Rebuttal to Sidney Hook

Howard Zinn

Mr. Hook does have the courage of his confusions. I have space to point out only a few.

1. He chooses to define democracy as a "process," thus omitting its substance. Lincoln's definition was quite good -- "government of, by, and for the people." Mr. Hook pooh-poohs the last part as something that could be done by a despot. My definition, like Lincoln's, requires "of" and "by" as well as "for," process as well as content. Mr. Hook is wild about voting, which can also be allowed by despots. Voting is an improvement over autocracy, but insufficient to make any society democratic. Voting, as Emma Goldman said (true, she was an anarchist), and as Helen Keller agreed (true, she was a socialist), is "our modern fetish." It is Mr. Hook's fetish.

Mr. Hook's "democracy" is easily satisfied by hypocrisy, by forms and procedures which look good on paper, and behind which the same old injustices go on.
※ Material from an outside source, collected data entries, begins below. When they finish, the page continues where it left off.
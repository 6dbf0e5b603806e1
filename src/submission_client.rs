use std::future::Future;

use anyhow::Context;
use reqwest::{header, multipart, Client, ClientBuilder, StatusCode, Url};
use serde::Deserialize;

use crate::configuration::FormSettings;
use crate::domain::FormFields;

/// Delivers one form payload to the submission endpoint.
pub trait SubmissionTransport: Send + Sync {
    fn submit(
        &self,
        fields: &FormFields,
    ) -> impl Future<Output = Result<(), SubmissionError>> + Send;
}

#[derive(Debug, thiserror::Error)]
pub enum SubmissionError {
    /// The endpoint answered with a list of error messages, already joined with `, `.
    #[error("{0}")]
    Rejected(String),
    #[error("The submission endpoint answered with {0}.")]
    Unexpected(StatusCode),
    #[error("Failed to reach the submission endpoint.")]
    Transport(#[source] reqwest::Error),
}

impl SubmissionError {
    /// Text for the status region. Only endpoint-provided messages are shown verbatim.
    pub fn user_message(&self, fallback: &str) -> String {
        match self {
            Self::Rejected(messages) => messages.clone(),
            Self::Unexpected(_) | Self::Transport(_) => fallback.to_string(),
        }
    }
}

#[derive(Deserialize)]
struct ErrorBody {
    errors: Vec<ErrorEntry>,
}

#[derive(Deserialize)]
struct ErrorEntry {
    message: String,
}

impl ErrorBody {
    fn joined(self) -> Option<String> {
        if self.errors.is_empty() {
            return None;
        }
        Some(
            self.errors
                .into_iter()
                .map(|e| e.message)
                .collect::<Vec<_>>()
                .join(", "),
        )
    }
}

pub struct HttpSubmissionClient {
    http_client: Client,
    url: Url,
}

impl HttpSubmissionClient {
    pub fn new(config: &FormSettings) -> anyhow::Result<Self> {
        let url = Url::parse(&config.endpoint)
            .with_context(|| format!("Invalid submission endpoint {}", config.endpoint))?;

        let mut headers = header::HeaderMap::new();
        headers.insert(
            header::ACCEPT,
            header::HeaderValue::from_static("application/json"),
        );

        let mut builder = ClientBuilder::new().default_headers(headers);
        if let Some(timeout) = config.timeout() {
            builder = builder.timeout(timeout);
        }
        let http_client = builder
            .build()
            .context("Failed to build the submission client")?;

        Ok(Self { http_client, url })
    }

    pub fn url(&self) -> &Url {
        &self.url
    }

    #[tracing::instrument(name = "Posting form to the submission endpoint", skip_all, fields(endpoint = %self.url))]
    pub async fn submit_form(&self, fields: &FormFields) -> Result<(), SubmissionError> {
        let form = fields.iter().fold(multipart::Form::new(), |form, (name, value)| {
            form.text(name.to_string(), value.to_string())
        });

        let response = self
            .http_client
            .post(self.url.clone())
            .multipart(form)
            .send()
            .await
            .map_err(|e| {
                tracing::error!("Failed to send the form to {}. {e}", self.url);
                SubmissionError::Transport(e)
            })?;

        let status = response.status();
        if status.is_success() {
            return Ok(());
        }
        match response.json::<ErrorBody>().await.ok().and_then(ErrorBody::joined) {
            Some(messages) => {
                tracing::warn!(%status, "The endpoint rejected the form: {messages}");
                Err(SubmissionError::Rejected(messages))
            }
            None => {
                tracing::error!(%status, "The endpoint failed without a usable error body.");
                Err(SubmissionError::Unexpected(status))
            }
        }
    }
}

impl SubmissionTransport for HttpSubmissionClient {
    fn submit(
        &self,
        fields: &FormFields,
    ) -> impl Future<Output = Result<(), SubmissionError>> + Send {
        self.submit_form(fields)
    }
}
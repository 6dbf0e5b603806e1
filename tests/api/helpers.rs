use once_cell::sync::Lazy;
use wiremock::MockServer;
use ysn_site::configuration::{get_configuration, Settings};
use ysn_site::domain::FormFields;
use ysn_site::startup::ContactPage;
use ysn_site::telemetry::init_subscriber;

static TRACING: Lazy<()> = Lazy::new(|| {
    let default_filter_level = "info".to_string();
    let subscriber_name = "test".to_string();
    let configuration = get_configuration().expect("Failed to read configuration.");

    let initialised = if std::env::var("TEST_LOG").is_ok() {
        init_subscriber(
            subscriber_name,
            default_filter_level,
            std::io::stdout,
            &configuration.telemetry,
        )
    } else {
        init_subscriber(
            subscriber_name,
            default_filter_level,
            std::io::sink,
            &configuration.telemetry,
        )
    };
    initialised.expect("Failed to initialise tracing.");
});

pub struct TestPage {
    pub page: ContactPage,
    pub endpoint: MockServer,
}

impl TestPage {
    pub async fn received_bodies(&self) -> Vec<String> {
        self.endpoint
            .received_requests()
            .await
            .expect("Request recording is disabled.")
            .iter()
            .map(|r| String::from_utf8_lossy(&r.body).into_owned())
            .collect()
    }
}

pub fn valid_fields() -> FormFields {
    FormFields::new()
        .with("name", "Ada")
        .with("email", "ada@example.org")
        .with("status", "student")
        .with("message", "I would like to join the reading group.")
}

fn test_configuration(endpoint: String) -> Settings {
    let mut c = get_configuration().expect("Failed to read configuration.");
    c.form.endpoint = endpoint;
    c.form.timeout_millis = None;
    c.telemetry.enabled = false;
    c
}

pub async fn spawn_page() -> TestPage {
    Lazy::force(&TRACING);

    let endpoint = MockServer::start().await;
    let configuration = test_configuration(format!("{}/f/contact", endpoint.uri()));
    let page = ContactPage::build(configuration).expect("Failed to build the contact page.");

    TestPage { page, endpoint }
}

/// A page whose endpoint refuses connections.
pub fn spawn_page_without_endpoint() -> ContactPage {
    Lazy::force(&TRACING);

    let port = {
        let listener = std::net::TcpListener::bind("127.0.0.1:0").expect("Failed to bind random port");
        listener.local_addr().expect("local addr not found").port()
    };
    let configuration = test_configuration(format!("http://127.0.0.1:{port}/f/contact"));
    ContactPage::build(configuration).expect("Failed to build the contact page.")
}

pub async fn spawn_page_with_auto_hide(millis: u64) -> TestPage {
    Lazy::force(&TRACING);

    let endpoint = MockServer::start().await;
    let mut configuration = test_configuration(format!("{}/f/contact", endpoint.uri()));
    configuration.form.auto_hide_millis = millis;
    let page = ContactPage::build(configuration).expect("Failed to build the contact page.");

    TestPage { page, endpoint }
}
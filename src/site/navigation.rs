/// Open/closed state of the mobile navigation menu.
#[derive(Debug, Clone, Copy, Default, PartialEq, Eq)]
pub struct NavMenu {
    open: bool,
}

impl NavMenu {
    pub fn new() -> Self {
        Self::default()
    }

    pub fn is_open(&self) -> bool {
        self.open
    }

    /// Menu container and toggle both carry `active` while open.
    pub fn css_class(&self) -> Option<&'static str> {
        self.open.then_some(super::ACTIVE_CLASS)
    }

    /// The page body does not scroll behind an open menu.
    pub fn body_scroll_locked(&self) -> bool {
        self.open
    }

    pub fn toggle(&mut self) {
        self.open = !self.open;
    }

    pub fn close(&mut self) {
        self.open = false;
    }

    /// Following a navigation link closes the menu.
    pub fn on_link_click(&mut self) {
        self.close();
    }

    pub fn on_document_click(&mut self, inside_nav: bool, on_toggle: bool) {
        if !inside_nav && !on_toggle && self.open {
            self.close();
        }
    }
}

#[derive(Debug, Clone, Copy, PartialEq, Eq)]
pub enum HeaderShadow {
    Resting,
    Elevated,
}

impl HeaderShadow {
    pub fn box_shadow(&self) -> &'static str {
        match self {
            HeaderShadow::Resting => "0 2px 4px rgba(0,0,0,0.1)",
            HeaderShadow::Elevated => "0 2px 12px rgba(0,0,0,0.1)",
        }
    }
}

pub fn header_shadow(scroll_y: f64, threshold: f64) -> HeaderShadow {
    if scroll_y > threshold {
        HeaderShadow::Elevated
    } else {
        HeaderShadow::Resting
    }
}
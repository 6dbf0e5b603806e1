use std::time::Duration;

use wiremock::matchers::{any, header, method, path};
use wiremock::{Mock, ResponseTemplate};
use ysn_site::domain::SubmissionStatus;
use ysn_site::form_view::StatusKind;

use crate::helpers::{spawn_page, spawn_page_with_auto_hide, spawn_page_without_endpoint, valid_fields};

#[tokio::test]
async fn valid_form_is_posted_once_with_every_field() {
    let app = spawn_page().await;

    Mock::given(path("/f/contact"))
        .and(method("POST"))
        .and(header("accept", "application/json"))
        .respond_with(ResponseTemplate::new(200).set_body_json(serde_json::json!({ "ok": true })))
        .expect(1)
        .mount(&app.endpoint)
        .await;

    let status = app.page.contact_form.on_submit_intent(valid_fields()).await;
    assert_eq!(status, SubmissionStatus::Succeeded);

    let bodies = app.received_bodies().await;
    assert_eq!(bodies.len(), 1);
    for (name, value) in valid_fields().iter() {
        assert!(bodies[0].contains(&format!("name=\"{name}\"")));
        assert!(bodies[0].contains(value));
    }
}

#[tokio::test]
async fn success_resets_the_form_and_shows_the_thank_you_message() {
    let app = spawn_page().await;

    Mock::given(any())
        .respond_with(ResponseTemplate::new(200))
        .mount(&app.endpoint)
        .await;

    app.page.contact_form.on_submit_intent(valid_fields()).await;

    let view = app.page.contact_form.view();
    assert!(view.fields.is_blank());
    assert_eq!(
        view.status_region.text,
        "Thank you for your interest! We will get back to you soon."
    );
    assert_eq!(view.status_region.kind, Some(StatusKind::Success));
    assert!(view.submit_control.enabled);
    assert_eq!(view.submit_control.label, "Send Message");
}

#[tokio::test]
async fn success_message_hides_itself() {
    let app = spawn_page_with_auto_hide(50).await;

    Mock::given(any())
        .respond_with(ResponseTemplate::new(200))
        .mount(&app.endpoint)
        .await;

    app.page.contact_form.on_submit_intent(valid_fields()).await;
    assert!(app.page.contact_form.view().status_region.visible);

    tokio::time::sleep(Duration::from_millis(250)).await;
    assert!(!app.page.contact_form.view().status_region.visible);
    assert_eq!(app.page.contact_form.status(), SubmissionStatus::Idle);
}

#[tokio::test]
async fn endpoint_errors_are_shown_and_the_control_is_restored() {
    let app = spawn_page().await;

    Mock::given(any())
        .respond_with(ResponseTemplate::new(422).set_body_json(serde_json::json!({
            "errors": [{ "message": "Email is invalid" }]
        })))
        .expect(1)
        .mount(&app.endpoint)
        .await;

    let status = app.page.contact_form.on_submit_intent(valid_fields()).await;

    assert_eq!(status, SubmissionStatus::Failed("Email is invalid".into()));
    let view = app.page.contact_form.view();
    assert_eq!(view.status_region.text, "Email is invalid");
    assert_eq!(view.status_region.kind, Some(StatusKind::Error));
    assert!(view.submit_control.enabled);
    assert_eq!(view.submit_control.label, "Send Message");
    assert_eq!(view.fields, valid_fields());
}

#[tokio::test]
async fn unstructured_errors_show_the_fallback_message() {
    let app = spawn_page().await;
    let fallback = app.page.contact_form.settings().fallback_error_message.clone();

    Mock::given(any())
        .respond_with(ResponseTemplate::new(500))
        .expect(1)
        .mount(&app.endpoint)
        .await;

    let status = app.page.contact_form.on_submit_intent(valid_fields()).await;

    assert_eq!(status, SubmissionStatus::Failed(fallback.clone()));
    assert_eq!(app.page.contact_form.view().status_region.text, fallback);
}

#[tokio::test]
async fn unreachable_endpoint_shows_the_fallback_and_keeps_the_form() {
    let page = spawn_page_without_endpoint();
    let fallback = page.contact_form.settings().fallback_error_message.clone();

    let status = page.contact_form.on_submit_intent(valid_fields()).await;

    assert_eq!(status, SubmissionStatus::Failed(fallback.clone()));
    let view = page.contact_form.view();
    assert_eq!(view.status_region.text, fallback);
    assert!(view.submit_control.enabled);
    assert_eq!(view.fields, valid_fields());
}

#[tokio::test]
async fn invalid_forms_are_never_posted() {
    let app = spawn_page().await;

    Mock::given(any())
        .respond_with(ResponseTemplate::new(200))
        .expect(0)
        .mount(&app.endpoint)
        .await;

    let test_cases = vec![
        (valid_fields().with("name", ""), "missing the name"),
        (valid_fields().with("email", ""), "missing the email"),
        (valid_fields().with("status", ""), "missing the status"),
        (valid_fields().with("email", "foo@bar"), "a malformed email"),
    ];
    for (fields, description) in test_cases {
        let status = app.page.contact_form.on_submit_intent(fields).await;
        assert!(
            status.failure_reason().is_some(),
            "The form was not rejected when it had {description}."
        );
        assert!(app.page.contact_form.view().submit_control.enabled);
    }
}

#[tokio::test]
async fn a_failed_attempt_does_not_affect_the_next_one() {
    let app = spawn_page().await;

    Mock::given(any())
        .respond_with(ResponseTemplate::new(422).set_body_json(serde_json::json!({
            "errors": [{ "message": "Email is invalid" }, { "message": "Try again later" }]
        })))
        .up_to_n_times(1)
        .mount(&app.endpoint)
        .await;
    Mock::given(any())
        .respond_with(ResponseTemplate::new(200))
        .mount(&app.endpoint)
        .await;

    let first = app.page.contact_form.on_submit_intent(valid_fields()).await;
    assert_eq!(
        first.failure_reason(),
        Some("Email is invalid, Try again later")
    );

    let second = app.page.contact_form.on_submit_intent(valid_fields()).await;
    assert_eq!(second, SubmissionStatus::Succeeded);
    let view = app.page.contact_form.view();
    assert_eq!(view.status_region.kind, Some(StatusKind::Success));
    assert!(view.submit_control.enabled);
    assert_eq!(app.received_bodies().await.len(), 2);
}
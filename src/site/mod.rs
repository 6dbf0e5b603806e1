//! Page behaviour around the contact form: navigation menu, header, anchors
//! and the resource filter. All of it is plain state over a small document
//! model; nothing here talks to the network.

mod links;
mod navigation;
mod resources;
mod scroll;

pub use links::{current_page, harden_external_links, highlight_active_link, Anchor};
pub use navigation::{header_shadow, HeaderShadow, NavMenu};
pub use resources::{filter_resources, CardVisibility, FilterButton, ResourceCard};
pub use scroll::scroll_target;

pub const ACTIVE_CLASS: &str = "active";
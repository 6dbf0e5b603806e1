use uuid::Uuid;

use super::{ContactEmail, FormFields};

pub const REQUIRED_FIELDS: [&str; 3] = ["name", "email", "status"];

#[derive(Debug, Clone, Copy, PartialEq, Eq, thiserror::Error)]
pub enum ValidationError {
    #[error("Please fill in all required fields.")]
    MissingRequiredFields,
    #[error("Please enter a valid email address.")]
    InvalidEmail,
}

/// The required fields of a submission that passed validation.
#[derive(Debug, Clone, PartialEq, Eq)]
pub struct ValidatedSubmission {
    pub name: String,
    pub email: ContactEmail,
    pub status: String,
}

/// Presence check first, then the email shape check. Both run; a malformed
/// email replaces the missing-field reason, a missing email is only reported
/// as missing.
pub fn validate(fields: &FormFields) -> Result<ValidatedSubmission, ValidationError> {
    let mut error = REQUIRED_FIELDS
        .iter()
        .any(|field| !fields.is_filled(field))
        .then_some(ValidationError::MissingRequiredFields);

    let email = match fields.get("email").filter(|e| !e.is_empty()) {
        Some(raw) => match ContactEmail::parse(raw.to_string()) {
            Ok(email) => Some(email),
            Err(_) => {
                error = Some(ValidationError::InvalidEmail);
                None
            }
        },
        None => None,
    };

    if let Some(error) = error {
        return Err(error);
    }
    let email = email.ok_or(ValidationError::MissingRequiredFields)?;
    let required = |name: &str| {
        fields
            .get(name)
            .map(str::to_string)
            .ok_or(ValidationError::MissingRequiredFields)
    };
    Ok(ValidatedSubmission {
        name: required("name")?,
        email,
        status: required("status")?,
    })
}

/// One user attempt. Lives from submit intent until the attempt resolves.
#[derive(Debug, Clone)]
pub struct FormSubmission {
    pub id: Uuid,
    fields: FormFields,
    validation: Result<ValidatedSubmission, ValidationError>,
}

impl FormSubmission {
    pub fn new(fields: FormFields) -> Self {
        let validation = validate(&fields);
        Self {
            id: Uuid::new_v4(),
            fields,
            validation,
        }
    }

    pub fn is_valid(&self) -> bool {
        self.validation.is_ok()
    }

    pub fn error(&self) -> Option<ValidationError> {
        self.validation.as_ref().err().copied()
    }

    pub fn error_message(&self) -> Option<String> {
        self.error().map(|e| e.to_string())
    }

    pub fn validated(&self) -> Result<&ValidatedSubmission, ValidationError> {
        self.validation.as_ref().map_err(|e| *e)
    }

    /// The full payload as the user entered it, not only the validated subset.
    pub fn fields(&self) -> &FormFields {
        &self.fields
    }
}
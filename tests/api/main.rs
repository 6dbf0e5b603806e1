mod contact_form;
mod helpers;
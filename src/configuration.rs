use std::time::Duration;

use secrecy::Secret;
use serde::Deserialize;
use serde_aux::field_attributes::deserialize_number_from_string;

use crate::submission_client::HttpSubmissionClient;

#[derive(Deserialize, Clone)]
pub struct Settings {
    pub form: FormSettings,
    pub site: SiteSettings,
    pub telemetry: TelemetrySettings,
}

#[derive(Deserialize, Clone)]
pub struct FormSettings {
    /// Element id of the form whose `submit` event is intercepted.
    pub form_id: String,
    pub endpoint: String,
    pub success_message: String,
    pub fallback_error_message: String,
    pub sending_label: String,
    #[serde(deserialize_with = "deserialize_number_from_string")]
    pub auto_hide_millis: u64,
    /// No timeout unless set; a hung endpoint keeps the submit control disabled.
    #[serde(default)]
    pub timeout_millis: Option<u64>,
}

impl FormSettings {
    pub fn client(&self) -> anyhow::Result<HttpSubmissionClient> {
        HttpSubmissionClient::new(self)
    }

    pub fn auto_hide_delay(&self) -> Duration {
        Duration::from_millis(self.auto_hide_millis)
    }

    pub fn timeout(&self) -> Option<Duration> {
        self.timeout_millis.map(Duration::from_millis)
    }
}

#[derive(Deserialize, Clone)]
pub struct SiteSettings {
    #[serde(deserialize_with = "deserialize_number_from_string")]
    pub header_shadow_threshold: f64,
}

#[derive(Deserialize, Clone)]
pub struct TelemetrySettings {
    pub enabled: bool,
    pub endpoint: String,
    pub api_key: Secret<String>,
}

#[derive(Debug)]
pub enum Environment {
    Local,
    Production,
}

impl Environment {
    pub fn as_str(&self) -> &'static str {
        match self {
            Environment::Local => "local",
            Environment::Production => "production",
        }
    }
}

impl TryFrom<String> for Environment {
    type Error = String;

    fn try_from(s: String) -> Result<Self, Self::Error> {
        match s.to_lowercase().as_str() {
            "local" => Ok(Self::Local),
            "production" => Ok(Self::Production),
            other => Err(format!(
                "{other} is not a supported environment. Use either `local` or `production`."
            )),
        }
    }
}

pub fn get_configuration() -> Result<Settings, config::ConfigError> {
    let base_path = std::env::current_dir()
        .map_err(|e| config::ConfigError::Message(format!("Failed to determine the current directory: {e}")))?;
    let configuration_directory = base_path.join("configuration");

    let environment: Environment = std::env::var("APP_ENVIRONMENT")
        .unwrap_or_else(|_| "local".into())
        .try_into()
        .map_err(config::ConfigError::Message)?;
    let environment_filename = format!("{}.yaml", environment.as_str());

    let settings = config::Config::builder()
        .add_source(config::File::from(configuration_directory.join("base.yaml")))
        .add_source(config::File::from(
            configuration_directory.join(environment_filename),
        ))
        .add_source(
            config::Environment::with_prefix("APP")
                .prefix_separator("_")
                .separator("__"),
        )
        .build()?;
    settings.try_deserialize::<Settings>()
}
Concealed behind the haughty pedant's charge of "methodological errors" is a definition of democracy which is empty of human meaning, a lifeless set of structures and procedures, which our elementary school teachers tried to pawn off on us as democracy -- elections, checks and balances, how a bill becomes a law. Of course, we can't have perfect democracy, and can't avoid representation, but we get closer to democracy when representation is supplemented by the direct action of citizens.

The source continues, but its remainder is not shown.